The efficacy of many compounds against Mycobacterium tuberculosis is often limited when administered via conventional oral or injection routes due to suboptimal pharmacokinetic characteristics. Inhalation delivery methods have been investigated to achieve high local therapeutic doses in the lungs. However, previous models, typically employing wild-type M. tuberculosis strains, were intricate, time-consuming, labor-intensive, and with poor repeatability. In this study, we developed an autoluminescence-based inhalation administration model to evaluate drug activity by quantifying relative light units (RLUs) emitted from live mice infected with autoluminescent M. tuberculosis. This novel approach has several improvements: it eliminates the need for anesthesia in mice during administration and simplifies the instrument manipulation; it is cost-effective by utilizing mice instead of larger animals; it shortens time from several months to 16 or 17 days for obtaining result; it is non-invasive by measuring the live RLUs of mice; up to six mice can be administrated daily and simultaneously, even 2-3 times/day; results are relatively objective and repeatable minimizing human factors.
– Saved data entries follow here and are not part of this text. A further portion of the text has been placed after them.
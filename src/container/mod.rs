// src/container/mod.rs

//! Confined subprocess execution for lifecycle scripts
//!
//! Scripts targeting a destination root run with that root as their
//! filesystem root (`chroot` + `chdir /` in the child before exec). The
//! `ConfinedRunner` trait is the seam: `ChrootRunner` does the real work,
//! `RecordingRunner` records invocations so installs can be exercised
//! without root.

use crate::error::{Error, Result};
use crate::scriptlet::{PhaseArgument, ScriptPhase};
use nix::sys::signal::{Signal, killpg};
use nix::unistd::Pid;
use std::ffi::CString;
use std::io::{BufRead, BufReader, Read};
use std::os::unix::ffi::OsStrExt;
use std::os::unix::process::CommandExt;
use std::path::PathBuf;
use std::process::{Command, Stdio};
use std::sync::{Arc, Mutex};
use std::thread::JoinHandle;
use std::time::{Duration, Instant};
use tracing::{debug, info, warn};
use wait_timeout::ChildExt;

/// Everything needed to start one lifecycle script
#[derive(Debug, Clone, PartialEq, Eq)]
pub struct ScriptInvocation {
    pub phase: ScriptPhase,
    pub argument: Option<PhaseArgument>,
    /// Shell interpreter (resolved inside the confined root)
    pub program: PathBuf,
    /// Shell arguments: optional `-x`, script path, optional phase argument
    pub args: Vec<String>,
    /// Host-side location of the transient script file
    pub script_path: PathBuf,
    /// Root to confine the child to
    pub root: Option<PathBuf>,
    pub env: Vec<(String, String)>,
    pub timeout: Option<Duration>,
}

/// How a script process ended
#[derive(Debug, Clone, Copy, PartialEq, Eq)]
pub enum ScriptExit {
    /// Exit status; `-1` when killed by a signal
    Exited(i32),
    TimedOut,
}

/// Runs a script invocation as a child process and waits for it
pub trait ConfinedRunner {
    /// Whether this runner can confine a child to a different root
    fn can_confine(&self) -> bool;

    /// Run the invocation to completion
    fn run(&self, invocation: &ScriptInvocation) -> Result<ScriptExit>;
}

/// Real runner: spawns the shell, chrooted when a root is given
#[derive(Debug, Default, Clone, Copy)]
pub struct ChrootRunner;

impl ChrootRunner {
    pub fn new() -> Self {
        Self
    }
}

fn drain<R: Read + Send + 'static>(
    stream: Option<R>,
    phase: ScriptPhase,
    is_stderr: bool,
) -> Option<JoinHandle<()>> {
    let stream = stream?;
    Some(std::thread::spawn(move || {
        for line in BufReader::new(stream).lines().map_while(|l| l.ok()) {
            if is_stderr {
                warn!("[{}] {}", phase, line);
            } else {
                info!("[{}] {}", phase, line);
            }
        }
    }))
}

/// How long output readers may outlive the script before they are left behind
const DRAIN_GRACE: Duration = Duration::from_secs(2);

/// Join the output readers, giving up on any still blocked at the deadline
///
/// A reader stays blocked while some process that escaped the script's
/// process group still holds the pipe open.
fn join_drains(handles: [Option<JoinHandle<()>>; 2], grace: Duration) {
    let deadline = Instant::now() + grace;
    for handle in handles.into_iter().flatten() {
        while !handle.is_finished() && Instant::now() < deadline {
            std::thread::sleep(Duration::from_millis(10));
        }
        if handle.is_finished() {
            let _ = handle.join();
        } else {
            warn!("Script output is still open after the script ended, not waiting for it");
        }
    }
}

impl ConfinedRunner for ChrootRunner {
    fn can_confine(&self) -> bool {
        nix::unistd::geteuid().is_root()
    }

    fn run(&self, invocation: &ScriptInvocation) -> Result<ScriptExit> {
        let mut cmd = Command::new(&invocation.program);
        cmd.args(&invocation.args)
            .stdin(Stdio::null())
            .stdout(Stdio::piped())
            .stderr(Stdio::piped());

        for (key, value) in &invocation.env {
            cmd.env(key, value);
        }

        // Own process group, so a timeout takes down everything the script
        // started
        cmd.process_group(0);

        if let Some(root) = &invocation.root {
            let root_cstr = CString::new(root.as_os_str().as_bytes())
                .map_err(|e| Error::ScriptletError(format!("Invalid root path: {}", e)))?;
            // SAFETY: only async-signal-safe libc calls run between fork and exec
            unsafe {
                cmd.pre_exec(move || {
                    if libc::chroot(root_cstr.as_ptr()) != 0 {
                        return Err(std::io::Error::last_os_error());
                    }
                    if libc::chdir(c"/".as_ptr()) != 0 {
                        return Err(std::io::Error::last_os_error());
                    }
                    Ok(())
                });
            }
        }

        let mut child = cmd.spawn().map_err(|e| {
            Error::ScriptletError(format!(
                "Failed to spawn {} script: {}",
                invocation.phase, e
            ))
        })?;
        debug!("Spawned {} script as pid {}", invocation.phase, child.id());

        let readers = [
            drain(child.stdout.take(), invocation.phase, false),
            drain(child.stderr.take(), invocation.phase, true),
        ];

        let status = match invocation.timeout {
            Some(timeout) => child.wait_timeout(timeout)?,
            None => Some(child.wait()?),
        };

        let exit = match status {
            Some(status) => ScriptExit::Exited(status.code().unwrap_or(-1)),
            None => {
                if let Err(e) = killpg(Pid::from_raw(child.id() as i32), Signal::SIGKILL) {
                    warn!("Could not kill {} script process group: {}", invocation.phase, e);
                    let _ = child.kill();
                }
                let _ = child.wait();
                ScriptExit::TimedOut
            }
        };

        join_drains(readers, DRAIN_GRACE);

        Ok(exit)
    }
}

/// An invocation captured by `RecordingRunner`, with the script body as it
/// was on disk when the run started
#[derive(Debug, Clone, PartialEq, Eq)]
pub struct RecordedScript {
    pub invocation: ScriptInvocation,
    pub body: Option<String>,
}

/// Test double that records invocations instead of running them
#[derive(Debug, Clone)]
pub struct RecordingRunner {
    confine: bool,
    exit: ScriptExit,
    fail: bool,
    calls: Arc<Mutex<Vec<RecordedScript>>>,
}

impl Default for RecordingRunner {
    fn default() -> Self {
        Self {
            confine: true,
            exit: ScriptExit::Exited(0),
            fail: false,
            calls: Arc::new(Mutex::new(Vec::new())),
        }
    }
}

impl RecordingRunner {
    /// A runner that reports it can confine and every script exits 0
    pub fn new() -> Self {
        Self::default()
    }

    /// A runner that reports it cannot confine
    pub fn unprivileged() -> Self {
        Self {
            confine: false,
            ..Self::default()
        }
    }

    /// Report this exit for every run
    pub fn with_exit(mut self, exit: ScriptExit) -> Self {
        self.exit = exit;
        self
    }

    /// Fail every run as if the process could not be spawned
    pub fn failing(mut self) -> Self {
        self.fail = true;
        self
    }

    /// Invocations recorded so far, in order
    pub fn invocations(&self) -> Vec<RecordedScript> {
        self.calls
            .lock()
            .map(|calls| calls.clone())
            .unwrap_or_default()
    }

    /// Phases recorded so far with their arguments, in order
    pub fn phases(&self) -> Vec<(ScriptPhase, Option<PhaseArgument>)> {
        self.invocations()
            .iter()
            .map(|c| (c.invocation.phase, c.invocation.argument))
            .collect()
    }

    /// Bodies of the scripts run so far, in order
    pub fn bodies(&self) -> Vec<String> {
        self.invocations()
            .into_iter()
            .filter_map(|c| c.body)
            .collect()
    }
}

impl ConfinedRunner for RecordingRunner {
    fn can_confine(&self) -> bool {
        self.confine
    }

    fn run(&self, invocation: &ScriptInvocation) -> Result<ScriptExit> {
        let body = std::fs::read_to_string(&invocation.script_path).ok();
        if let Ok(mut calls) = self.calls.lock() {
            calls.push(RecordedScript {
                invocation: invocation.clone(),
                body,
            });
        }

        if self.fail {
            return Err(Error::ScriptletError(format!(
                "Failed to spawn {} script: recording runner set to fail",
                invocation.phase
            )));
        }
        Ok(self.exit)
    }
}

#[cfg(test)]
mod tests {
    use super::*;
    use tempfile::TempDir;

    fn invocation(dir: &TempDir, body: &str) -> ScriptInvocation {
        let script_path = dir.path().join("script");
        std::fs::write(&script_path, body).unwrap();
        ScriptInvocation {
            phase: ScriptPhase::PostInstall,
            argument: Some(PhaseArgument::PostInstall),
            program: PathBuf::from("/bin/sh"),
            args: vec![
                script_path.to_string_lossy().into_owned(),
                "POST-INSTALL".to_string(),
            ],
            script_path,
            root: None,
            env: vec![("PKG_PREFIX".to_string(), "/usr/local".to_string())],
            timeout: Some(Duration::from_secs(10)),
        }
    }

    #[test]
    fn test_chroot_runner_unconfined_exit_code() {
        let temp = TempDir::new().unwrap();
        let inv = invocation(&temp, "exit 7\n");
        assert_eq!(ChrootRunner::new().run(&inv).unwrap(), ScriptExit::Exited(7));
    }

    #[test]
    fn test_chroot_runner_passes_argument_env_and_cwd() {
        let temp = TempDir::new().unwrap();
        let out_path = temp.path().join("out.txt");
        let body = format!("echo \"$1 $PKG_PREFIX\" > {}\n", out_path.display());
        let inv = invocation(&temp, &body);
        assert_eq!(ChrootRunner::new().run(&inv).unwrap(), ScriptExit::Exited(0));

        let out = std::fs::read_to_string(&out_path).unwrap();
        assert_eq!(out.trim(), "POST-INSTALL /usr/local");
    }

    #[test]
    fn test_chroot_runner_timeout() {
        let temp = TempDir::new().unwrap();
        let mut inv = invocation(&temp, "exec sleep 5\n");
        inv.timeout = Some(Duration::from_millis(100));
        assert_eq!(ChrootRunner::new().run(&inv).unwrap(), ScriptExit::TimedOut);
    }

    #[test]
    fn test_chroot_runner_timeout_kills_grandchildren() {
        let temp = TempDir::new().unwrap();
        // The shell forks sleep instead of exec'ing it; the grandchild holds
        // the output pipes
        let mut inv = invocation(&temp, "sleep 6\necho done\n");
        inv.timeout = Some(Duration::from_millis(200));

        let started = Instant::now();
        assert_eq!(ChrootRunner::new().run(&inv).unwrap(), ScriptExit::TimedOut);
        assert!(started.elapsed() < Duration::from_secs(4), "took {:?}", started.elapsed());
    }

    #[test]
    fn test_chroot_runner_does_not_wait_on_escaped_output() {
        let temp = TempDir::new().unwrap();
        // A background child in its own session outlives the script and keeps
        // stdout open
        let inv = invocation(&temp, "setsid sleep 6 &\nexit 0\n");

        let started = Instant::now();
        assert_eq!(ChrootRunner::new().run(&inv).unwrap(), ScriptExit::Exited(0));
        assert!(started.elapsed() < Duration::from_secs(5), "took {:?}", started.elapsed());
    }

    #[test]
    fn test_chroot_runner_missing_shell() {
        let temp = TempDir::new().unwrap();
        let mut inv = invocation(&temp, "true\n");
        inv.program = PathBuf::from("/nonexistent/shell");
        assert!(matches!(
            ChrootRunner::new().run(&inv),
            Err(Error::ScriptletError(_))
        ));
    }

    #[test]
    fn test_recording_runner_captures_body() {
        let temp = TempDir::new().unwrap();
        let inv = invocation(&temp, "echo recorded\n");
        let runner = RecordingRunner::new();
        let handle = runner.clone();

        runner.run(&inv).unwrap();

        assert_eq!(handle.bodies(), vec!["echo recorded\n".to_string()]);
        assert_eq!(
            handle.phases(),
            vec![(ScriptPhase::PostInstall, Some(PhaseArgument::PostInstall))]
        );
    }
}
Proof-of-concept experiments demonstrated that inhalable rifampicin, isoniazid, and ethambutol showed anti-M. tuberculosis activity at concentrations as low as 0.5, 0.5, and 0.625 mg/mL, respectively, as evidenced by comparing the live RLUs of mice. Furthermore, consistency between RLUs and colony-forming units of the lungs reaffirms the reliability of RLUs as an indicator of drug efficacy, highlighting the potential of this approach for accurately assessing anti-M. tuberculosis activity in vivo. This autoluminescence-based and non-invasive inhalation model offers a substantial reduction in the time, effort, and cost required for evaluating the efficacy of screening new drugs and repurposing old drugs in vivo via inhalation administration. ### Competing Interest Statement The authors have declared no competing interest.